President of Dominican University New York
- In office 1997 – January 1, 2024
- Succeeded by: Mary Hughes (interim)
- In office 1979–1987
- Preceded by: Natalie Casey

Personal details
- Education: Dominican College Columbia University Manhattan College Fordham University

= Mary Eileen O'Brien =

American academic administrator

Mary Eileen O'Brien is an American academic administrator and member of the Dominican Sisters of Blauvelt. She worked as the president of the Dominican University New York from 1979 to 1987 and again from 1997 to 2024.

== Life ==
O'Brien was raised in The Bronx. She earned a B.A. in English from Dominican College in 1965. In 1971, she completed a M.A. in mathematics from Manhattan College. She was a mathematics teacher at St. Benedict's School and St. Pius V High School. She worked as the principal of Saint Luke's School in South Bronx.

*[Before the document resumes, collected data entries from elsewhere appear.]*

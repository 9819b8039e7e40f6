//! Scope resolution: which site key and which auth scopes a command acts on.

use {
    serde::{Deserialize, Serialize},
    tracing::debug,
};

use crate::{Error, Result, lookup::SiteLookup, normalize_site_name};

/// Target name that selects the global pseudo-site.
pub const GLOBAL_TARGET: &str = "global";

/// `site_url` under which global credentials and allow-lists are stored.
pub const GLOBAL_SITE_URL: &str = "default";

// ── Types ────────────────────────────────────────────────────────────────────

/// One of the two independent auth contexts of a site.
#[derive(Debug, Clone, Copy, PartialEq, Eq, Hash, PartialOrd, Ord, Serialize, Deserialize)]
#[serde(rename_all = "kebab-case")]
pub enum Scope {
    Site,
    AdminTools,
}

impl Scope {
    pub const ALL: [Scope; 2] = [Scope::Site, Scope::AdminTools];

    pub fn as_str(&self) -> &'static str {
        match self {
            Self::Site => "site",
            Self::AdminTools => "admin-tools",
        }
    }
}

impl std::fmt::Display for Scope {
    fn fmt(&self, f: &mut std::fmt::Formatter<'_>) -> std::fmt::Result {
        f.write_str(self.as_str())
    }
}

impl std::str::FromStr for Scope {
    type Err = Error;

    fn from_str(s: &str) -> Result<Self> {
        match s {
            "site" => Ok(Self::Site),
            "admin-tools" => Ok(Self::AdminTools),
            other => Err(Error::UnknownScope {
                scope: other.to_string(),
            }),
        }
    }
}

/// Scope selection flags as given on the command line.
#[derive(Debug, Clone, Copy, Default, PartialEq, Eq)]
pub struct ScopeFlags {
    pub site: bool,
    pub admin_tools: bool,
}

/// The effective set of scopes an operation fans out to.
#[derive(Debug, Clone, Copy, PartialEq, Eq, Serialize)]
#[serde(rename_all = "kebab-case")]
pub enum ScopeSet {
    Site,
    AdminTools,
    All,
}

impl ScopeSet {
    /// Exactly one flag selects that scope; none or both select `All`.
    pub fn from_flags(flags: ScopeFlags) -> Self {
        match (flags.site, flags.admin_tools) {
            (true, false) => Self::Site,
            (false, true) => Self::AdminTools,
            _ => Self::All,
        }
    }

    pub fn scopes(&self) -> &'static [Scope] {
        match self {
            Self::Site => &[Scope::Site],
            Self::AdminTools => &[Scope::AdminTools],
            Self::All => &Scope::ALL,
        }
    }

    /// The single scope to filter on, or `None` for `All`.
    pub fn single(&self) -> Option<Scope> {
        match self {
            Self::Site => Some(Scope::Site),
            Self::AdminTools => Some(Scope::AdminTools),
            Self::All => None,
        }
    }

    pub fn contains(&self, scope: Scope) -> bool {
        self.scopes().contains(&scope)
    }

    pub fn as_str(&self) -> &'static str {
        match self {
            Self::Site => "site",
            Self::AdminTools => "admin-tools",
            Self::All => "all",
        }
    }
}

impl std::fmt::Display for ScopeSet {
    fn fmt(&self, f: &mut std::fmt::Formatter<'_>) -> std::fmt::Result {
        f.write_str(self.as_str())
    }
}

/// Explicit context threaded through every credential and allow-list
/// operation.
#[derive(Debug, Clone, PartialEq, Eq)]
pub struct ResolvedScope {
    pub site_url: String,
    pub scopes: ScopeSet,
}

impl ResolvedScope {
    pub fn new(site_url: impl Into<String>, scopes: ScopeSet) -> Self {
        Self {
            site_url: site_url.into(),
            scopes,
        }
    }

    /// The global pseudo-site with the given scope set.
    pub fn global(scopes: ScopeSet) -> Self {
        Self::new(GLOBAL_SITE_URL, scopes)
    }

    pub fn is_global(&self) -> bool {
        self.site_url == GLOBAL_SITE_URL
    }

    /// Same site, different scope set.
    #[must_use]
    pub fn with_scopes(&self, scopes: ScopeSet) -> Self {
        Self::new(self.site_url.clone(), scopes)
    }
}

impl std::fmt::Display for ResolvedScope {
    fn fmt(&self, f: &mut std::fmt::Formatter<'_>) -> std::fmt::Result {
        write!(f, "site {} (scope {})", self.site_url, self.scopes)
    }
}

// ── Resolution ───────────────────────────────────────────────────────────────

/// Resolve a command target and scope flags into a [`ResolvedScope`].
///
/// `global` short-circuits to the `default` site key without a lookup; any
/// other target must name an enabled site.
pub async fn resolve(
    target: &str,
    flags: ScopeFlags,
    lookup: &dyn SiteLookup,
) -> Result<ResolvedScope> {
    let scopes = ScopeSet::from_flags(flags);

    if target.trim().eq_ignore_ascii_case(GLOBAL_TARGET) {
        debug!(%scopes, "resolved global target");
        return Ok(ResolvedScope::global(scopes));
    }

    let name = normalize_site_name(target);
    let site = match lookup.lookup(&name).await? {
        Some(site) => site,
        None => return Err(Error::SiteNotFound { site: name }),
    };
    if !site.enabled {
        return Err(Error::SiteDisabled {
            site: site.site_url,
        });
    }

    debug!(site_url = %site.site_url, %scopes, "resolved site target");
    Ok(ResolvedScope::new(site.site_url, scopes))
}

O'Brien joined the faculty at Dominican College in 1977. She served as the acting president for a year before being named president in 1979, succeeding Natalie Casey. She completed a master's degree in adult and higher education from the Teachers College, Columbia University in 1983. O'Brien worked as president until 1987 when she served as the leader of the congregation of sisters at the Dominican Sisters of Blauvelt for six years. She returned to her role as president of Dominican College in 1997. She earned a Ph.D. in educational administration and supervision from Fordham University. Her 2004 dissertation was titled, Presidents' Perception on Implementation of the Dominican Charism in the American Dominican College. Gerald M. Cattaro was her doctoral advisor. O'Brien retired on January 1, 2024, and was succeeded by interim president Mary Hughes.